Although not argued by defendant upon review, we also consider whether defendant’s trial attorney’s representation amounted to ineffective assistance of counsel under Strickland, v. Washington (1984), 466 U.S. 668, 80 L. Ed. 2d 674, 104 S. Ct. 2052, adopted by the Illinois Supreme Court in People v. Albanese (1984), 104 Ill. 2d 504, 473 N.E.2d 1246. “Strickland requires a defendant to prove (1) that his counsel’s performance was deficient by having made errors so serious that counsel was not functioning as the ‘counsel’ guaranteed the defendant by the sixth amendment, and (2) that his counsel’s deficiencies prejudiced the defendant. [Citations.] To prove this, a defendant must show that his counsel’s errors were so serious that they deprived the defendant of a fair trial, a trial whose result is reliable. [Citation.]” Chandler, 129 Ill. 2d at 242.

In Chandler, the Illinois Supreme Court found the defense attorney’s representation deficient under Strickland, reasoning:

“Defendant was charged with four counts of murder, including felony murder [citation]. Counsel’s apparent strategy was to convince the jury, in closing argument, to believe defendant’s denial, in his statements to the police, of killing the victim. This strategy was the basis of counsel’s deficiency. Counsel did not attempt to develop a theory of innocence during his cross-examination of several witnesses, and did not cross-examine several key witnesses at all. Moreover, counsel presented no witnesses on behalf of the defense and failed to call defendant to the stand even though he had stated in his opening argument that defendant would testify and tell the jury what he did and did not do. Defense counsel apparently mistakenly believed that the jury could find defendant not guilty of murder if they believed that he had not inflicted the fatal wounds to the victim. *** The jury, however, having been instructed on both felony *589murder and accountability, had no choice but to find defendant guilty of murder, residential burglary and arson.
The jury could have returned a not-guilty verdict on the charged offenses only if it had chosen to disregard the jury instructions. Counsel had admitted that defendant was telling the truth in his statements to the police, and that he had broken into the victim’s house. The ultimate error of counsel’s strategy, however, is revealed by the fact that even if counsel had succeeded in persuading the jury that defendant did not stab the victim, the jury was still instructed to find defendant guilty of murder under the law of accountability or felony murder.” Chandler, 129 Ill. 2d at 246-47.
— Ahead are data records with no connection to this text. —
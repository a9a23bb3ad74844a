// src/models/geometry.rs
// Rectangles in content space: origin top-left, y grows downward

#[derive(Debug, Clone, Copy, PartialEq, Default)]
pub struct Rect {
    pub x: f32,
    pub y: f32,
    pub width: f32,
    pub height: f32,
}

impl Rect {
    pub fn new(x: f32, y: f32, width: f32, height: f32) -> Self {
        Self {
            x,
            y,
            width,
            height,
        }
    }

    pub fn max_x(&self) -> f32 {
        self.x + self.width
    }

    pub fn max_y(&self) -> f32 {
        self.y + self.height
    }

    pub fn area(&self) -> f32 {
        self.width.max(0.0) * self.height.max(0.0)
    }

    pub fn center(&self) -> (f32, f32) {
        (self.x + self.width / 2.0, self.y + self.height / 2.0)
    }

    /// Overlapping region, or `None` when the rectangles only touch or are apart.
    pub fn intersection(&self, other: &Rect) -> Option<Rect> {
        let x = self.x.max(other.x);
        let y = self.y.max(other.y);
        let max_x = self.max_x().min(other.max_x());
        let max_y = self.max_y().min(other.max_y());

        if max_x > x && max_y > y {
            Some(Rect::new(x, y, max_x - x, max_y - y))
        } else {
            None
        }
    }

    /// Fraction of this rectangle covered by `viewport`, in 0.0..=1.0.
    pub fn visible_ratio(&self, viewport: &Rect) -> f32 {
        let area = self.area();
        if area <= 0.0 {
            return 0.0;
        }
        self.intersection(viewport)
            .map(|overlap| (overlap.area() / area).min(1.0))
            .unwrap_or(0.0)
    }
}
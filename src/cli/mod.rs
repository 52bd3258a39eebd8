//! CLI module for docqa
//!
//! Provides command-line interface parsing for the `docqa` binary.
//! Uses clap for argument parsing and owo-colors for colored terminal output.

#![allow(missing_docs)]

pub mod demo;
pub mod output;

use clap::{Args, Parser, Subcommand};
use std::path::PathBuf;

use crate::rag::DocumentIndex;
use crate::types::Result;

/// docqa - question answering over a small document collection
///
/// Embeds documents, retrieves the passages closest to a question and asks a
/// generative model to answer from them.
#[derive(Parser, Debug)]
#[command(
    name = "docqa",
    author = "Dirmacs <build@dirmacs.com>",
    version,
    about = "docqa - answer questions from your documents",
    long_about = "Embeds documents, retrieves the passages closest to a question and asks a\n\
                  generative model to answer from them.\n\n\
                  Without --doc the built-in car manual demo corpus is indexed.",
    after_help = "EXAMPLES:\n    \
                  docqa ask \"How do you use the touchscreen to play music?\"\n    \
                  docqa retrieve \"How do I defrost the windshield?\" --top-k 2\n    \
                  docqa prompt \"Why?\" --passage \"Because.\"\n    \
                  docqa --config my.toml config --validate"
)]
pub struct Cli {
    /// Path to the configuration file (default: docqa.toml when present)
    #[arg(short, long, global = true, env = "DOCQA_CONFIG")]
    pub config: Option<PathBuf>,

    /// Enable verbose output
    #[arg(short, long, global = true)]
    pub verbose: bool,

    /// Disable colored output
    #[arg(long, global = true)]
    pub no_color: bool,

    /// Emit logs as JSON lines
    #[arg(long, global = true)]
    pub json_logs: bool,

    /// Subcommand to execute
    #[command(subcommand)]
    pub command: Commands,
}

/// Documents to index and how many passages to retrieve.
#[derive(Args, Debug, Clone)]
pub struct CorpusArgs {
    /// Document text to index (repeatable); defaults to the demo corpus
    #[arg(short, long = "doc", value_name = "TEXT")]
    pub docs: Vec<String>,

    /// Number of passages to retrieve (overrides retrieval.top_k)
    #[arg(short = 'k', long, value_parser = clap::value_parser!(u64).range(1..))]
    pub top_k: Option<u64>,
}

/// Available CLI subcommands
#[derive(Subcommand, Debug)]
pub enum Commands {
    /// Answer a question from the indexed documents
    Ask {
        /// The question to answer
        question: String,

        #[command(flatten)]
        corpus: CorpusArgs,

        /// Also print the prompt sent to the model
        #[arg(long)]
        show_prompt: bool,
    },

    /// Print the passages that would be used to answer a question
    Retrieve {
        /// The question to retrieve passages for
        question: String,

        #[command(flatten)]
        corpus: CorpusArgs,
    },

    /// Print the prompt assembled from a question and passages (no network)
    Prompt {
        /// The question to embed in the prompt
        question: String,

        /// Passage text (repeatable, kept in order)
        #[arg(short, long = "passage", value_name = "TEXT")]
        passages: Vec<String>,
    },

    /// Show the effective configuration
    Config {
        /// Also check that required environment variables are set
        #[arg(long)]
        validate: bool,
    },
}

impl Cli {
    /// Load `.env` from the working directory, then parse CLI arguments, so
    /// `env = ...` options can be set from the file.
    pub fn parse_args() -> Self {
        dotenvy::dotenv().ok();
        Self::parse()
    }
}

/// Empty the index, then fill it with `docs`, or with the demo corpus when
/// `docs` is empty. Each run answers from exactly the corpus it was given,
/// even on a persistent store.
pub async fn load_corpus(index: &DocumentIndex, docs: &[String]) -> Result<usize> {
    index.reset().await?;
    if docs.is_empty() {
        let (documents, ids) = demo::car_manual();
        index.add(&documents, &ids).await
    } else {
        index.add_documents(docs).await
    }
}
//! Document index: an [`Embedder`] bound to one collection of a
//! [`VectorStore`].
//!
//! Insertion embeds in [`EmbeddingMode::Document`], lookup in
//! [`EmbeddingMode::Query`]. The mode is chosen here for each call, so a
//! caller cannot forget to switch it between indexing and querying.

use std::collections::HashSet;
use std::sync::Arc;

use serde::Serialize;
use tracing::{debug, info};

use crate::db::VectorStore;
use crate::rag::embeddings::{Embedder, EmbeddingMode};
use crate::types::{AppError, Document, Result};

/// Default collection name.
pub const DEFAULT_COLLECTION: &str = "documents";

/// Retrieval output, most relevant first. The three vectors are parallel.
#[derive(Debug, Clone, Default, PartialEq, Serialize)]
pub struct QueryResult {
    pub ids: Vec<String>,
    pub documents: Vec<String>,
    /// `1 - similarity`; smaller is closer.
    pub distances: Vec<f32>,
}

impl QueryResult {
    pub fn len(&self) -> usize {
        self.documents.len()
    }

    pub fn is_empty(&self) -> bool {
        self.documents.is_empty()
    }

    /// Keep only results whose similarity (`1 - distance`) is at least
    /// `min_score`.
    pub fn filter_min_score(self, min_score: f32) -> Self {
        let mut kept = QueryResult::default();
        for ((id, document), distance) in self
            .ids
            .into_iter()
            .zip(self.documents)
            .zip(self.distances)
        {
            if 1.0 - distance >= min_score {
                kept.ids.push(id);
                kept.documents.push(document);
                kept.distances.push(distance);
            }
        }
        kept
    }
}

/// A named collection plus the embedder that feeds it.
#[derive(Clone)]
pub struct DocumentIndex {
    store: Arc<dyn VectorStore>,
    embedder: Arc<dyn Embedder>,
    collection: String,
}

impl DocumentIndex {
    /// Bind `embedder` to `collection` in `store`, creating the collection if
    /// it does not exist yet.
    pub async fn open(
        store: Arc<dyn VectorStore>,
        embedder: Arc<dyn Embedder>,
        collection: impl Into<String>,
    ) -> Result<Self> {
        let collection = collection.into();
        if collection.trim().is_empty() {
            return Err(AppError::InvalidInput(
                "collection name must not be empty".to_string(),
            ));
        }
        store.get_or_create_collection(&collection).await?;
        info!(
            collection = %collection,
            store = store.provider_name(),
            model = embedder.model_name(),
            "document index ready"
        );
        Ok(Self {
            store,
            embedder,
            collection,
        })
    }

    pub fn collection(&self) -> &str {
        &self.collection
    }

    pub fn store(&self) -> &Arc<dyn VectorStore> {
        &self.store
    }

    /// Embed `documents` as documents and store them under `ids`.
    ///
    /// # Errors
    ///
    /// `InvalidInput` when the batch is empty, the lengths differ, or an id
    /// appears twice. Embedding and store errors propagate unchanged.
    pub async fn add(&self, documents: &[String], ids: &[String]) -> Result<usize> {
        if documents.is_empty() {
            return Err(AppError::InvalidInput("no documents to add".to_string()));
        }
        if documents.len() != ids.len() {
            return Err(AppError::InvalidInput(format!(
                "{} documents but {} ids",
                documents.len(),
                ids.len()
            )));
        }
        let mut seen = HashSet::with_capacity(ids.len());
        if let Some(dup) = ids.iter().find(|id| !seen.insert(id.as_str())) {
            return Err(AppError::InvalidInput(format!("duplicate id '{}'", dup)));
        }

        let embeddings = self
            .embedder
            .embed(documents, EmbeddingMode::Document)
            .await?;

        let batch: Vec<Document> = ids
            .iter()
            .zip(documents)
            .zip(embeddings)
            .map(|((id, text), embedding)| {
                Document::new(id.clone(), text.clone()).with_embedding(embedding)
            })
            .collect();

        let stored = self.store.upsert(&self.collection, &batch).await?;
        info!(collection = %self.collection, stored, "indexed documents");
        Ok(stored)
    }

    /// [`add`](Self::add) with numeric ids counting up from the current
    /// document count. Ids already present in the collection are skipped, so
    /// no stored document is ever replaced.
    pub async fn add_documents(&self, documents: &[String]) -> Result<usize> {
        let mut ids = Vec::with_capacity(documents.len());
        let mut next = self.count().await?;
        while ids.len() < documents.len() {
            let candidate = next.to_string();
            next += 1;
            if self.store.get(&self.collection, &candidate).await?.is_none() {
                ids.push(candidate);
            }
        }
        self.add(documents, &ids).await
    }

    /// Drop every document in the collection and start over empty.
    pub async fn reset(&self) -> Result<()> {
        self.store.delete_collection(&self.collection).await?;
        self.store.get_or_create_collection(&self.collection).await?;
        info!(collection = %self.collection, "collection reset");
        Ok(())
    }

    /// Embed `query_text` as a query and return up to `top_k` stored
    /// documents, nearest first. A smaller collection yields fewer results.
    pub async fn query(&self, query_text: &str, top_k: usize) -> Result<QueryResult> {
        if top_k == 0 {
            return Err(AppError::InvalidInput("top_k must be at least 1".to_string()));
        }
        let mut embeddings = self
            .embedder
            .embed(&[query_text.to_string()], EmbeddingMode::Query)
            .await?;
        let embedding = embeddings
            .pop()
            .ok_or_else(|| AppError::Embedding("no embedding returned for query".to_string()))?;

        let hits = self
            .store
            .search(&self.collection, &embedding, top_k, f32::MIN)
            .await?;
        debug!(collection = %self.collection, top_k, hits = hits.len(), "query complete");

        let mut result = QueryResult::default();
        for hit in hits.into_iter().take(top_k) {
            result.ids.push(hit.document.id);
            result.documents.push(hit.document.content);
            result.distances.push(1.0 - hit.score);
        }
        Ok(result)
    }

    /// Number of documents in the collection.
    pub async fn count(&self) -> Result<usize> {
        self.store.count(&self.collection).await
    }
}
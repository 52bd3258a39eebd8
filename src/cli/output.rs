//! Colored output helpers for CLI
//!
//! Provides consistent, colored terminal output for the docqa CLI.

use owo_colors::OwoColorize;

/// Output style configuration
pub struct Output {
    /// Whether to use colored output
    pub colored: bool,
}

impl Default for Output {
    fn default() -> Self {
        Self::new()
    }
}

impl Output {
    /// Create a new output helper with colors enabled
    pub fn new() -> Self {
        Self { colored: true }
    }

    /// Create a new output helper with colors disabled
    pub fn no_color() -> Self {
        Self { colored: false }
    }

    /// Print a success message with a checkmark
    pub fn success(&self, message: &str) {
        if self.colored {
            println!("  {} {}", "✓".green().bold(), message.green());
        } else {
            println!("  [OK] {}", message);
        }
    }

    /// Print an info message
    pub fn info(&self, message: &str) {
        if self.colored {
            println!("  {} {}", "•".blue(), message);
        } else {
            println!("  [INFO] {}", message);
        }
    }

    /// Print a warning message
    pub fn warning(&self, message: &str) {
        if self.colored {
            println!("  {} {}", "⚠".yellow().bold(), message.yellow());
        } else {
            println!("  [WARN] {}", message);
        }
    }

    /// Print an error message
    pub fn error(&self, message: &str) {
        if self.colored {
            eprintln!("  {} {}", "✗".red().bold(), message.red());
        } else {
            eprintln!("  [ERROR] {}", message);
        }
    }

    /// Print a header for a section
    pub fn header(&self, title: &str) {
        if self.colored {
            println!("\n  {}", title.bright_white().bold().underline());
        } else {
            println!("\n  === {} ===", title);
        }
    }

    /// Print a key-value pair
    pub fn kv(&self, key: &str, value: &str) {
        if self.colored {
            println!("    {}: {}", key.dimmed(), value.bright_white());
        } else {
            println!("    {}: {}", key, value);
        }
    }

    /// Print one retrieved passage with its rank and distance
    pub fn passage(&self, rank: usize, id: &str, distance: f32, text: &str) {
        if self.colored {
            println!(
                "\n  {} {} {}",
                format!("#{}", rank).bright_cyan().bold(),
                id.bright_white(),
                format!("(distance {:.4})", distance).dimmed()
            );
        } else {
            println!("\n  #{} {} (distance {:.4})", rank, id, distance);
        }
        for line in wrap(text, 76) {
            println!("    {}", line);
        }
    }

    /// Print a multi-line block verbatim
    pub fn block(&self, text: &str) {
        for line in text.lines() {
            if self.colored {
                println!("    {}", line.bright_white());
            } else {
                println!("    {}", line);
            }
        }
    }

    /// Print newline
    pub fn newline(&self) {
        println!();
    }
}

/// Greedy word wrap; words longer than `width` get a line of their own.
fn wrap(text: &str, width: usize) -> Vec<String> {
    let mut lines = Vec::new();
    let mut current = String::new();
    for word in text.split_whitespace() {
        if !current.is_empty() && current.len() + 1 + word.len() > width {
            lines.push(std::mem::take(&mut current));
        }
        if !current.is_empty() {
            current.push(' ');
        }
        current.push_str(word);
    }
    if !current.is_empty() {
        lines.push(current);
    }
    lines
}
/// Storage and nearest-neighbour lookup for embedded documents.
///
/// Scores are similarities: higher means closer. Implementations must return
/// search hits best first and without their embeddings.
#[async_trait]
pub trait VectorStore: Send + Sync {
    fn provider_name(&self) -> &'static str;

    /// Fails when `name` is already taken.
    async fn create_collection(&self, name: &str, dimensions: usize) -> Result<()>;

    /// Idempotent; the first upsert fixes the vector width.
    async fn get_or_create_collection(&self, name: &str) -> Result<()>;

    async fn delete_collection(&self, name: &str) -> Result<()>;

    async fn list_collections(&self) -> Result<Vec<CollectionInfo>>;

    async fn collection_exists(&self, name: &str) -> Result<bool>;

    async fn collection_stats(&self, name: &str) -> Result<CollectionStats>;

    /// Insert or replace by id. Every document must carry an embedding of the
    /// collection's width; a bad batch is rejected as a whole.
    async fn upsert(&self, collection: &str, documents: &[Document]) -> Result<usize>;

    /// Up to `limit` documents scoring at least `threshold`, best first.
    /// `f32::MIN` disables the threshold.
    async fn search(
        &self,
        collection: &str,
        embedding: &[f32],
        limit: usize,
        threshold: f32,
    ) -> Result<Vec<SearchResult>>;

    /// Returns how many of `ids` were present.
    async fn delete(&self, collection: &str, ids: &[String]) -> Result<usize>;

    async fn get(&self, collection: &str, id: &str) -> Result<Option<Document>>;

    async fn count(&self, collection: &str) -> Result<usize> {
        Ok(self.collection_stats(collection).await?.document_count)
    }
}

/// Cosine of the angle between `a` and `b`. Mismatched lengths and zero
/// vectors give 0.
pub fn cosine_similarity(a: &[f32], b: &[f32]) -> f32 {
    if a.len() != b.len() {
        return 0.0;
    }
    let (mut dot, mut aa, mut bb) = (0.0f32, 0.0f32, 0.0f32);
    for (x, y) in a.iter().zip(b) {
        dot += x * y;
        aa += x * x;
        bb += y * y;
    }
    if aa == 0.0 || bb == 0.0 {
        return 0.0;
    }
    dot / (aa.sqrt() * bb.sqrt())
}

#[derive(Default)]
struct Collection {
    dimensions: usize,
    documents: HashMap<String, Document>,
}

/// Brute-force store kept in a `HashMap` behind a lock.
#[derive(Default, Clone)]
pub struct InMemoryVectorStore {
    collections: Arc<RwLock<HashMap<String, Collection>>>,
}

impl InMemoryVectorStore {
    pub fn new() -> Self {
        Self::default()
    }
}

fn missing(name: &str) -> AppError {
    AppError::NotFound(format!("Collection '{}' not found", name))
}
Chandler is distinguishable from the case at bar, however. In the instant cause, defense counsel argued to the jury that the State’s evidence was insufficient to prove beyond a reasonable doubt that defendant used a weapon to commit the robbery. If the jury had been persuaded by defense counsel’s argument and properly applied the instructions given by the trial judge, the jury would not have been obligated to find the defendant guilty of armed robbery. Furthermore, defense counsel here did cross-examine State witnesses to develop his trial strategy that the evidence did not prove beyond a reasonable doubt that defendant used a weapon to commit the robbery. Defense counsel also presented evidence on defendant’s behalf to support this trial strategy. In view of these circumstances, we conclude that defendant was not denied effective assistance of counsel under Strickland.

For the reasons stated, the judgment of the circuit court of Cook County is affirmed.

Pursuant to the State’s request and in accord with People v. Nicholls (1978), 71 Ill. 2d 166, and People v. Agnew (1985), 105 Ill. 2d 275, we hereby assess defendant $75 as costs for this appeal and incorporate it as part of our judgment.

Affirmed.

JIGANTI, P.J., and JOHNSON, J., concur.